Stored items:
☆ ☆ ☆ ☆

//! Counting the rows of a CSV table per group

use std::{
    collections::BTreeMap,
    io::{Read, Write},
};

use stacked_errors::{Result, StackableErr};

pub const DEFAULT_KEY_COLUMN: &str = "covid19_country";
pub const DEFAULT_VALUE_COLUMN: &str = "secret_name";

/// Fields that count as missing, the same set that pandas `read_csv` treats
/// as NA by default
pub const MISSING_TOKENS: &[&str] = &[
    "", "#N/A", "#N/A N/A", "#NA", "-1.#IND", "-1.#QNAN", "-NaN", "-nan", "1.#IND", "1.#QNAN",
    "<NA>", "N/A", "NA", "NULL", "NaN", "None", "n/a", "nan", "null",
];

/// Returns if `field` is one of the `MISSING_TOKENS`. Fields are compared
/// exactly, " NA" is a value.
pub fn is_missing(field: &str) -> bool {
    MISSING_TOKENS.contains(&field)
}

/// For every distinct present value of `key_column`, counts the rows that
/// have a present `value_column` (see [is_missing]). Groups whose rows all
/// lack a value are kept with a count of zero.
pub fn count_by<R: Read>(
    reader: R,
    key_column: &str,
    value_column: &str,
) -> Result<BTreeMap<String, u64>> {
    let mut reader = csv::Reader::from_reader(reader);
    let headers = reader
        .headers()
        .stack_err("count_by -> could not read the header row")?
        .clone();
    let column = |name: &str| {
        headers
            .iter()
            .position(|header| header == name)
            .stack_err_with(|| format!("count_by -> there is no column named \"{name}\""))
    };
    let key_index = column(key_column)?;
    let value_index = column(value_column)?;
    let mut counts = BTreeMap::new();
    for record in reader.records() {
        let record = record.stack_err("count_by -> malformed row")?;
        let key = record.get(key_index).unwrap_or_default();
        if is_missing(key) {
            continue
        }
        let count = counts.entry(key.to_owned()).or_insert(0);
        if !is_missing(record.get(value_index).unwrap_or_default()) {
            *count += 1;
        }
    }
    Ok(counts)
}

/// Writes a `key_column,value_column` header followed by one row per group
pub fn write_counts<W: Write>(
    writer: W,
    key_column: &str,
    value_column: &str,
    counts: &BTreeMap<String, u64>,
) -> Result<()> {
    let mut writer = csv::Writer::from_writer(writer);
    writer.write_record([key_column, value_column]).stack()?;
    for (key, count) in counts {
        let count = count.to_string();
        writer.write_record([key.as_str(), count.as_str()]).stack()?;
    }
    writer.flush().stack()?;
    Ok(())
}

#[cfg(test)]
mod tests {
    use super::*;

    const TABLE: &str = "\
id,covid19_country,secret_name
1,Spain,a
2,France,b
3,Spain,c
4,,d
5,Italy,
6,\"Korea, South\",e
";

    #[test]
    fn counts_per_group() {
        let counts = count_by(TABLE.as_bytes(), DEFAULT_KEY_COLUMN, DEFAULT_VALUE_COLUMN).unwrap();
        assert_eq!(counts.len(), 4);
        assert_eq!(counts["Spain"], 2);
        assert_eq!(counts["France"], 1);
        assert_eq!(counts["Italy"], 0);
        assert_eq!(counts["Korea, South"], 1);

        let mut out = vec![];
        write_counts(&mut out, DEFAULT_KEY_COLUMN, DEFAULT_VALUE_COLUMN, &counts).unwrap();
        assert_eq!(
            String::from_utf8(out).unwrap(),
            "covid19_country,secret_name\nFrance,1\nItaly,0\n\"Korea, South\",1\nSpain,2\n"
        );
    }

    #[test]
    fn na_tokens_are_missing() {
        let table = "\
covid19_country,secret_name
Spain,NA
Spain,x
NaN,y
N/A,z
null,w
Peru,null
Peru,N/A
Chad, NA
";
        let counts = count_by(table.as_bytes(), DEFAULT_KEY_COLUMN, DEFAULT_VALUE_COLUMN).unwrap();
        assert_eq!(counts.len(), 3);
        assert_eq!(counts["Spain"], 1);
        assert_eq!(counts["Peru"], 0);
        assert_eq!(counts["Chad"], 1);
        assert!(is_missing("<NA>"));
        assert!(!is_missing("na"));
    }

    #[test]
    fn unknown_column() {
        assert!(count_by(TABLE.as_bytes(), "country", DEFAULT_VALUE_COLUMN).is_err());
    }
}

☆ ☆ ☆ ☆

- [WHAT TO DO]
The records shown above are to be retyped exactly, with none omitted.

- [RESPONSE TO THIS TASK]
//! Counting the rows of a CSV table per group

use std::{
    collections::BTreeMap,
    io::{Read, Write},
};

use stacked_errors::{Result, StackableErr};

pub const DEFAULT_KEY_COLUMN: &str = "covid19_country";
pub const DEFAULT_VALUE_COLUMN: &str = "secret_name";

/// Fields that count as missing, the same set that pandas `read_csv` treats
/// as NA by default
pub const MISSING_TOKENS: &[&str] = &[
    "", "#N/A", "#N/A N/A", "#NA", "-1.#IND", "-1.#QNAN", "-NaN", "-nan", "1.#IND", "1.#QNAN",
    "<NA>", "N/A", "NA", "NULL", "NaN", "None", "n/a", "nan", "null",
];

/// Returns if `field` is one of the `MISSING_TOKENS`. Fields are compared
/// exactly, " NA" is a value.
pub fn is_missing(field: &str) -> bool {
    MISSING_TOKENS.contains(&field)
}

/// For every distinct present value of `key_column`, counts the rows that
/// have a present `value_column` (see [is_missing]). Groups whose rows all
/// lack a value are kept with a count of zero.
pub fn count_by<R: Read>(
    reader: R,
    key_column: &str,
    value_column: &str,
) -> Result<BTreeMap<String, u64>> {
    let mut reader = csv::Reader::from_reader(reader);
    let headers = reader
        .headers()
        .stack_err("count_by -> could not read the header row")?
        .clone();
    let column = |name: &str| {
        headers
            .iter()
            .position(|header| header == name)
            .stack_err_with(|| format!("count_by -> there is no column named \"{name}\""))
    };
    let key_index = column(key_column)?;
    let value_index = column(value_column)?;
    let mut counts = BTreeMap::new();
    for record in reader.records() {
        let record = record.stack_err("count_by -> malformed row")?;
        let key = record.get(key_index).unwrap_or_default();
        if is_missing(key) {
            continue
        }
        let count = counts.entry(key.to_owned()).or_insert(0);
        if !is_missing(record.get(value_index).unwrap_or_default()) {
            *count += 1;
        }
    }
    Ok(counts)
}

/// Writes a `key_column,value_column` header followed by one row per group
pub fn write_counts<W: Write>(
    writer: W,
    key_column: &str,
    value_column: &str,
    counts: &BTreeMap<String, u64>,
) -> Result<()> {
    let mut writer = csv::Writer::from_writer(writer);
    writer.write_record([key_column, value_column]).stack()?;
    for (key, count) in counts {
        let count = count.to_string();
        writer.write_record([key.as_str(), count.as_str()]).stack()?;
    }
    writer.flush().stack()?;
    Ok(())
}

#[cfg(test)]
mod tests {
    use super::*;

    const TABLE: &str = "\
id,covid19_country,secret_name
1,Spain,a
2,France,b
3,Spain,c
4,,d
5,Italy,
6,\"Korea, South\",e
";

    #[test]
    fn counts_per_group() {
        let counts = count_by(TABLE.as_bytes(), DEFAULT_KEY_COLUMN, DEFAULT_VALUE_COLUMN).unwrap();
        assert_eq!(counts.len(), 4);
        assert_eq!(counts["Spain"], 2);
        assert_eq!(counts["France"], 1);
        assert_eq!(counts["Italy"], 0);
        assert_eq!(counts["Korea, South"], 1);

        let mut out = vec![];
        write_counts(&mut out, DEFAULT_KEY_COLUMN, DEFAULT_VALUE_COLUMN, &counts).unwrap();
        assert_eq!(
            String::from_utf8(out).unwrap(),
            "covid19_country,secret_name\nFrance,1\nItaly,0\n\"Korea, South\",1\nSpain,2\n"
        );
    }

    #[test]
    fn na_tokens_are_missing() {
        let table = "\
covid19_country,secret_name
Spain,NA
Spain,x
NaN,y
N/A,z
null,w
Peru,null
Peru,N/A
Chad, NA
";
        let counts = count_by(table.as_bytes(), DEFAULT_KEY_COLUMN, DEFAULT_VALUE_COLUMN).unwrap();
        assert_eq!(counts.len(), 3);
        assert_eq!(counts["Spain"], 1);
        assert_eq!(counts["Peru"], 0);
        assert_eq!(counts["Chad"], 1);
        assert!(is_missing("<NA>"));
        assert!(!is_missing("na"));
    }

    #[test]
    fn unknown_column() {
        assert!(count_by(TABLE.as_bytes(), "country", DEFAULT_VALUE_COLUMN).is_err());
    }
}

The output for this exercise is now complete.